Modulation of uptake of organic cationic drugs in cultured human colon adenocarcinoma Caco-2 cells by an ecto-alkaline phosphatase activity

Alkaline phosphatase (ALP) refers to a group of nonspecific phosphomonoesterases located primarily in cell plasma membrane. It has been described in different cell lines that ecto-ALP is directly or indirectly involved in the modulation of organic cation transport. We aimed to investigate, in Caco-2 cells, a putative modulation of 1-methyl-4-phenylpyridinium (MPP+) apical uptake by an ecto-ALP activity. Ecto-ALP activity and H-3-MPP+ uptake were evaluated in intact Caco-2 cells (human colon adenocarcinoma cell line), in the absence and presence of a series of drugs. The activity of membrane-bound ecto-ALP expressed on the apical surface of Caco-2 cells was studied at physiological pH using p-nitrophenyl phosphate as substrate.

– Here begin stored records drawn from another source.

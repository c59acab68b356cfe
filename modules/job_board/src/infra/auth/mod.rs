pub mod password;
pub mod token;

pub use password::Argon2Hasher;
pub use token::JwtTokens;
pub mod auth;
pub mod storage;
use std::collections::{HashMap, HashSet};

use async_trait::async_trait;
use chrono::{DateTime, Duration, Utc};
use parking_lot::RwLock;
use uuid::Uuid;

use crate::contract::model::{
    Application, ApplicationPatch, ApplicationStatus, ApplicationWithJob, Company, CompanyPatch,
    Job, JobFilter, JobPatch, JobWithCompany, NewApplication, NewCompany, NewJob, NewUser, User,
    UserPatch,
};
use crate::domain::repo::{JobBoardRepository, UserAccount};

#[derive(Default)]
struct Tables {
    users: HashMap<Uuid, UserAccount>,
    companies: HashMap<Uuid, Company>,
    jobs: HashMap<Uuid, Job>,
    applications: HashMap<Uuid, Application>,
    last_stamp: Option<DateTime<Utc>>,
}

impl Tables {
    /// Creation timestamps are strictly increasing so newest-first order is total.
    fn next_stamp(&mut self) -> DateTime<Utc> {
        let now = Utc::now();
        let stamp = match self.last_stamp {
            Some(last) if now <= last => last + Duration::microseconds(1),
            _ => now,
        };
        self.last_stamp = Some(stamp);
        stamp
    }

    fn join(&self, job: &Job) -> Option<JobWithCompany> {
        let company = self.companies.get(&job.company_id)?;
        Some(JobWithCompany {
            job: job.clone(),
            company: company.clone(),
        })
    }

    fn joined_jobs<'a>(&self, jobs: impl Iterator<Item = &'a Job>) -> Vec<JobWithCompany> {
        let mut rows: Vec<JobWithCompany> = jobs.filter_map(|job| self.join(job)).collect();
        rows.sort_by(|a, b| b.job.created_at.cmp(&a.job.created_at));
        rows
    }

    fn joined_applications<'a>(
        &self,
        applications: impl Iterator<Item = &'a Application>,
    ) -> Vec<ApplicationWithJob> {
        let mut rows: Vec<ApplicationWithJob> = applications
            .filter_map(|app| {
                let job = self.jobs.get(&app.job_id)?;
                Some(ApplicationWithJob {
                    application: app.clone(),
                    job: self.join(job)?,
                })
            })
            .collect();
        rows.sort_by(|a, b| b.application.applied_at.cmp(&a.application.applied_at));
        rows
    }
}

/// Volatile store behind the repository port. Every call takes the lock once,
/// so joins read a consistent snapshot.
#[derive(Default)]
pub struct InMemoryRepository {
    tables: RwLock<Tables>,
}

impl InMemoryRepository {
    pub fn new() -> Self {
        Self::default()
    }
}

#[async_trait]
impl JobBoardRepository for InMemoryRepository {
    async fn get_user(&self, id: Uuid) -> anyhow::Result<Option<UserAccount>> {
        Ok(self.tables.read().users.get(&id).cloned())
    }

    async fn get_user_by_email(&self, email: &str) -> anyhow::Result<Option<UserAccount>> {
        Ok(self
            .tables
            .read()
            .users
            .values()
            .find(|a| a.user.email == email)
            .cloned())
    }

    async fn create_user(&self, new: NewUser) -> anyhow::Result<UserAccount> {
        let mut t = self.tables.write();
        let account = UserAccount {
            user: User {
                id: Uuid::new_v4(),
                email: new.email,
                first_name: new.first_name,
                last_name: new.last_name,
                user_type: new.user_type,
                resume_url: new.resume_url,
                profile_data: new.profile_data,
                created_at: t.next_stamp(),
            },
            password_hash: new.password,
        };
        t.users.insert(account.user.id, account.clone());
        Ok(account)
    }

    async fn update_user(
        &self,
        id: Uuid,
        patch: UserPatch,
    ) -> anyhow::Result<Option<UserAccount>> {
        let mut t = self.tables.write();
        Ok(t.users.get_mut(&id).map(|account| {
            patch.apply_to(&mut account.user);
            account.clone()
        }))
    }

    async fn get_company(&self, id: Uuid) -> anyhow::Result<Option<Company>> {
        Ok(self.tables.read().companies.get(&id).cloned())
    }

    async fn get_companies_by_employer(&self, employer_id: Uuid) -> anyhow::Result<Vec<Company>> {
        let t = self.tables.read();
        let mut rows: Vec<Company> = t
            .companies
            .values()
            .filter(|c| c.employer_id == employer_id)
            .cloned()
            .collect();
        rows.sort_by(|a, b| b.created_at.cmp(&a.created_at));
        Ok(rows)
    }

    async fn create_company(&self, employer_id: Uuid, new: NewCompany) -> anyhow::Result<Company> {
        let mut t = self.tables.write();
        let company = Company {
            id: Uuid::new_v4(),
            name: new.name,
            description: new.description,
            industry: new.industry,
            website: new.website,
            logo_url: new.logo_url,
            employer_id,
            created_at: t.next_stamp(),
        };
        t.companies.insert(company.id, company.clone());
        Ok(company)
    }

    async fn update_company(
        &self,
        id: Uuid,
        patch: CompanyPatch,
    ) -> anyhow::Result<Option<Company>> {
        let mut t = self.tables.write();
        Ok(t.companies.get_mut(&id).map(|company| {
            patch.apply_to(company);
            company.clone()
        }))
    }

    async fn get_job(&self, id: Uuid) -> anyhow::Result<Option<Job>> {
        Ok(self.tables.read().jobs.get(&id).cloned())
    }

    async fn get_job_with_company(&self, id: Uuid) -> anyhow::Result<Option<JobWithCompany>> {
        let t = self.tables.read();
        Ok(t.jobs.get(&id).and_then(|job| t.join(job)))
    }

    async fn get_jobs(&self, filter: &JobFilter) -> anyhow::Result<Vec<JobWithCompany>> {
        let t = self.tables.read();
        Ok(t.joined_jobs(
            t.jobs
                .values()
                .filter(|job| job.is_active && filter.matches(job)),
        ))
    }

    async fn get_jobs_by_employer(
        &self,
        employer_id: Uuid,
    ) -> anyhow::Result<Vec<JobWithCompany>> {
        let t = self.tables.read();
        Ok(t.joined_jobs(t.jobs.values().filter(|job| job.employer_id == employer_id)))
    }

    async fn create_job(&self, employer_id: Uuid, new: NewJob) -> anyhow::Result<Job> {
        let mut t = self.tables.write();
        let job = Job {
            id: Uuid::new_v4(),
            title: new.title,
            description: new.description,
            location: new.location,
            job_type: new.job_type,
            experience_level: new.experience_level,
            min_salary: new.min_salary,
            max_salary: new.max_salary,
            skills: new.skills,
            company_id: new.company_id,
            employer_id,
            is_active: true,
            created_at: t.next_stamp(),
        };
        t.jobs.insert(job.id, job.clone());
        Ok(job)
    }

    async fn update_job(&self, id: Uuid, patch: JobPatch) -> anyhow::Result<Option<Job>> {
        let mut t = self.tables.write();
        Ok(t.jobs.get_mut(&id).map(|job| {
            patch.apply_to(job);
            job.clone()
        }))
    }

    async fn delete_job(&self, id: Uuid) -> anyhow::Result<bool> {
        Ok(self.tables.write().jobs.remove(&id).is_some())
    }

    async fn get_application(&self, id: Uuid) -> anyhow::Result<Option<Application>> {
        Ok(self.tables.read().applications.get(&id).cloned())
    }

    async fn get_applications_by_applicant(
        &self,
        applicant_id: Uuid,
    ) -> anyhow::Result<Vec<ApplicationWithJob>> {
        let t = self.tables.read();
        Ok(t.joined_applications(
            t.applications
                .values()
                .filter(|app| app.applicant_id == applicant_id),
        ))
    }

    async fn get_applications_by_job(&self, job_id: Uuid) -> anyhow::Result<Vec<Application>> {
        let t = self.tables.read();
        let mut rows: Vec<Application> = t
            .applications
            .values()
            .filter(|app| app.job_id == job_id)
            .cloned()
            .collect();
        rows.sort_by(|a, b| b.applied_at.cmp(&a.applied_at));
        Ok(rows)
    }

    async fn get_applications_by_employer(
        &self,
        employer_id: Uuid,
    ) -> anyhow::Result<Vec<ApplicationWithJob>> {
        let t = self.tables.read();
        let job_ids: HashSet<Uuid> = t
            .jobs
            .values()
            .filter(|job| job.employer_id == employer_id)
            .map(|job| job.id)
            .collect();
        Ok(t.joined_applications(
            t.applications
                .values()
                .filter(|app| job_ids.contains(&app.job_id)),
        ))
    }

    async fn create_application(&self, new: NewApplication) -> anyhow::Result<Application> {
        let mut t = self.tables.write();
        let application = Application {
            id: Uuid::new_v4(),
            job_id: new.job_id,
            applicant_id: new.applicant_id,
            cover_letter: new.cover_letter,
            status: ApplicationStatus::Pending,
            applied_at: t.next_stamp(),
        };
        t.applications.insert(application.id, application.clone());
        Ok(application)
    }

    async fn update_application(
        &self,
        id: Uuid,
        patch: ApplicationPatch,
    ) -> anyhow::Result<Option<Application>> {
        let mut t = self.tables.write();
        Ok(t.applications.get_mut(&id).map(|app| {
            patch.apply_to(app);
            app.clone()
        }))
    }

    async fn get_application_by_job_and_applicant(
        &self,
        job_id: Uuid,
        applicant_id: Uuid,
    ) -> anyhow::Result<Option<Application>> {
        Ok(self
            .tables
            .read()
            .applications
            .values()
            .find(|app| app.job_id == job_id && app.applicant_id == applicant_id)
            .cloned())
    }
}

The results showed that Caco-2 cells express ALP activity, characterized by an ecto-oriented active site functional at physiological pH. Genistein (250 muM), 3-isobutyl-1-methylxanthine (1 mM), verapamil (100 muM), and ascorbic acid (1 mM) significantly increased ecto-ALP activity and decreased H-3-MPP+ apical transport in this cell line. Orthovanadate (100 muM) showed no effect on H-3-MPP+ transport and on ecto-ALP activity. On the other hand, okadaic acid (310 nM) and all trans-retinoic acid (1 muM) significantly increased H-3-MPP+ uptake and inhibited ecto-ALP activity. There is a negative correlation between the effect of drugs upon ecto-ALP activity and H-3-MPP+ apical transport (r=-0.9; P=0.0014). We suggest that apical uptake of organic cations in Caco-2 cells is affected by phosphorylation/dephosphorylation mechanisms, and that ecto-ALP activity may be involved in this process.